The getaway from Koh Phangan was not that easy...

After a recovery day from the Full Moon Party, we were booked (I should say over-booked) on ferry to Koh Tao, a smaller island close by known for it's diving. Unfortunately we were turned away and had to spend one more night on Koh Phangan. The following day was much the same, but we showed up early and managed to secure a spot.

Koh Tao is a diving mecca with wall to wall dive resorts (some nice, some not so nice), and heaps of dive boats side-by-side near the jetty's. We had pre-booked at Black Tip Resort per suggestion and were met at the dock on arrival. (It sure is cool to have someone waiting for you with a sign!)

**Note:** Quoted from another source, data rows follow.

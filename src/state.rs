//! Application state management

use crate::config::{AppConfig, Clock, SystemClock};
use crate::db::SqliteDb;
use crate::error::Result;
use crate::feed::{IssClient, QuoteFeed};
use std::sync::Arc;

/// Application state shared across all request handlers
///
/// Holds no per-request mutable data; everything durable lives in the
/// storage collaborator. The feed and clock sit behind trait objects so
/// tests can swap in fakes.
pub struct AppState {
    /// SQLite database connection
    pub db: Arc<SqliteDb>,

    /// Upstream market-data feed
    pub feed: Arc<dyn QuoteFeed>,

    /// Time source for freshness checks
    pub clock: Arc<dyn Clock>,

    /// Runtime configuration
    pub config: AppConfig,
}

impl AppState {
    /// Create new application state from configuration
    pub fn new(config: AppConfig) -> Result<Self> {
        if let Some(dir) = config.db_path.parent() {
            if !dir.as_os_str().is_empty() {
                std::fs::create_dir_all(dir)?;
            }
        }

        tracing::info!("Database file: {:?}", config.db_path);

        let db = Arc::new(SqliteDb::new(&config.db_path)?);
        let feed = Arc::new(IssClient::new(&config)?);

        Ok(Self {
            db,
            feed,
            clock: Arc::new(SystemClock),
            config,
        })
    }

    /// Build a state around explicit collaborators.
    pub fn with_parts(
        db: Arc<SqliteDb>,
        feed: Arc<dyn QuoteFeed>,
        clock: Arc<dyn Clock>,
        config: AppConfig,
    ) -> Self {
        Self {
            db,
            feed,
            clock,
            config,
        }
    }
}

Black Tip was unfortunately 4km from town, isolating Jen from nightlife and shopping. The weather wasn't cooperating either, so swimming in the pool was out as well. For me, even though the dives I had booked were cancelled- I managed to talk the dive master into going out (just the two of us). We went out at 7am and had two pretty good dives of 60 minutes each. There really wasn't much reef to see, but the marine life was fantastic. We were chased around a few times by some large, very territorial triggerfish. The dive master (who goes by Boy) had warned me that this would happen and seemed convinced that it was just him that they were after. Funny, huh?

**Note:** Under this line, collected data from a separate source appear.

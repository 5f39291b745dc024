//! Trading service
//!
//! Validates order parameters, resolves the execution price, and hands
//! the order to the transactional ledger. Orders are rejected before any
//! state is touched; an accepted order settles cash, position, and the
//! trade record in one unit.

use crate::config::DAILY_INTERVAL;
use crate::db::models::{Account, Trade};
use crate::error::{AppError, Result};
use crate::state::AppState;
use serde::{Deserialize, Serialize};
use tracing::info;

/// Order direction
#[derive(Debug, Clone, Copy, PartialEq, Eq, Serialize, Deserialize)]
#[serde(rename_all = "UPPERCASE")]
pub enum OrderSide {
    Buy,
    Sell,
}

impl OrderSide {
    pub fn as_str(self) -> &'static str {
        match self {
            OrderSide::Buy => "BUY",
            OrderSide::Sell => "SELL",
        }
    }
}

/// Accepted order, with resulting balances
#[derive(Debug, Clone, Serialize)]
pub struct OrderReceipt {
    pub side: OrderSide,
    pub secid: String,
    pub qty: f64,
    pub price: f64,
    pub cash_after: f64,
    pub position_qty: f64,
    pub position_avg_price: f64,
}

/// Current holding for one symbol; zeroes when the account never held it
#[derive(Debug, Clone, Serialize, Deserialize)]
pub struct PositionSnapshot {
    pub secid: String,
    pub qty: f64,
    pub avg_price: f64,
}

/// Trading service for business logic
pub struct TradingService;

impl TradingService {
    /// Buy at the given price, or at the latest stored close.
    pub fn buy(
        state: &AppState,
        account_id: i64,
        secid: &str,
        qty: f64,
        price: Option<f64>,
    ) -> Result<OrderReceipt> {
        Self::place(state, account_id, secid, OrderSide::Buy, qty, price)
    }

    /// Sell at the given price, or at the latest stored close.
    pub fn sell(
        state: &AppState,
        account_id: i64,
        secid: &str,
        qty: f64,
        price: Option<f64>,
    ) -> Result<OrderReceipt> {
        Self::place(state, account_id, secid, OrderSide::Sell, qty, price)
    }

    fn place(
        state: &AppState,
        account_id: i64,
        secid: &str,
        side: OrderSide,
        qty: f64,
        price: Option<f64>,
    ) -> Result<OrderReceipt> {
        if !(qty > 0.0) {
            return Err(AppError::InvalidOrder(format!("qty must be > 0, got {}", qty)));
        }

        let secid = secid.trim().to_uppercase();
        let board = &state.config.board;

        state
            .db
            .get_instrument(&secid, board)?
            .ok_or_else(|| AppError::NotFound(format!("instrument {} ({})", secid, board)))?;

        let px = match price {
            Some(p) => p,
            None => state
                .db
                .latest_close(&secid, board, DAILY_INTERVAL)?
                .map(|(_, close)| close)
                .ok_or_else(|| {
                    AppError::PriceUnavailable(format!(
                        "no candles stored for {}; load candles first",
                        secid
                    ))
                })?,
        };
        if !(px > 0.0) {
            return Err(AppError::InvalidOrder(format!("price must be > 0, got {}", px)));
        }

        let now = state.clock.now();
        let fill = match side {
            OrderSide::Buy => state.db.buy(account_id, &secid, board, qty, px, now)?,
            OrderSide::Sell => state.db.sell(account_id, &secid, board, qty, px, now)?,
        };

        info!(
            "Order settled: {} {} x{} @ {} account={}",
            side.as_str(),
            fill.secid,
            qty,
            px,
            account_id
        );

        Ok(OrderReceipt {
            side,
            secid: fill.secid,
            qty: fill.qty,
            price: fill.price,
            cash_after: fill.cash_after,
            position_qty: fill.position_qty,
            position_avg_price: fill.position_avg_price,
        })
    }

    /// Account bootstrap at first authentication.
    pub fn ensure_account(state: &AppState, owner_id: i64) -> Result<Account> {
        state
            .db
            .ensure_account(owner_id, state.config.starting_cash, state.clock.now())
    }

    /// Holding for one symbol; an absent position reads as flat.
    pub fn position(state: &AppState, account_id: i64, secid: &str) -> Result<PositionSnapshot> {
        let secid = secid.trim().to_uppercase();
        let held = state
            .db
            .position_for(account_id, &secid, &state.config.board)?;

        let (qty, avg_price) = held.unwrap_or((0.0, 0.0));
        Ok(PositionSnapshot {
            secid,
            qty,
            avg_price,
        })
    }

    /// Trade history, most recent first.
    pub fn trades(state: &AppState, account_id: i64, limit: usize) -> Result<Vec<Trade>> {
        state.db.list_trades(account_id, limit)
    }
}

After just two nights on Koh Tao, we were prepared for a long day's travel to Bangkok. We took a taxi to the pier to meet a high-speed catamaran that was to transfer us to Chumphon, on the mainland. Just before we were allowed to board, a storm blew in quickly and with it...torrential downpour. Everyone was soaked just getting down the dock to the boat. Again, the boat seemed way overbooked and a few upset passengers were made to sit in the aisles or stand along the side. The passage was very nerve-racking as the overloaded/overcrowded cat listed from port to starboard in the heavy seas. Even 'I' was worried! Catamarans are usually quite stable! We did make it out ok, but there were many seasick backpackers that day. (and it was mayhem trying to get our bags from the bottom of the pile and onto the dock)

Once we reached Chumphon, our connection to Bangkok was aboard a comfortable new dbl-decker bus. We arrived in the BIG CITY tired from the day of travel, but relieved it was over and we were safe. Our stay in Bangkok was just for one night and we caught a quick flight to Chiang Mai (in Northern Thailand) the next day. The plan for Chiang Mai - relax and stay in one spot for 5 days, shop in the markets, get massage, and swim in the hotel pool. Wow! Did I just type HOTEL? Yes, we finally decided to splurge and get a real room. It was soooo nice to have a cozy bed, hot shower, cable t.v., a bellhop, and of course - the pool!

Many people recommended Chiang Mai to us- and rightfully so. What a great city! Jen and I shopped (together o.m.g.) at the night markets and the Sunday market. We tried the Thai massage and were delighted that it wasn't as painful as we thought it would be (if you don't mind being twisted into a pretzel). We were given the massages side-by-side so I got to see just how flexible Jen really is...didn't know she could bend like that!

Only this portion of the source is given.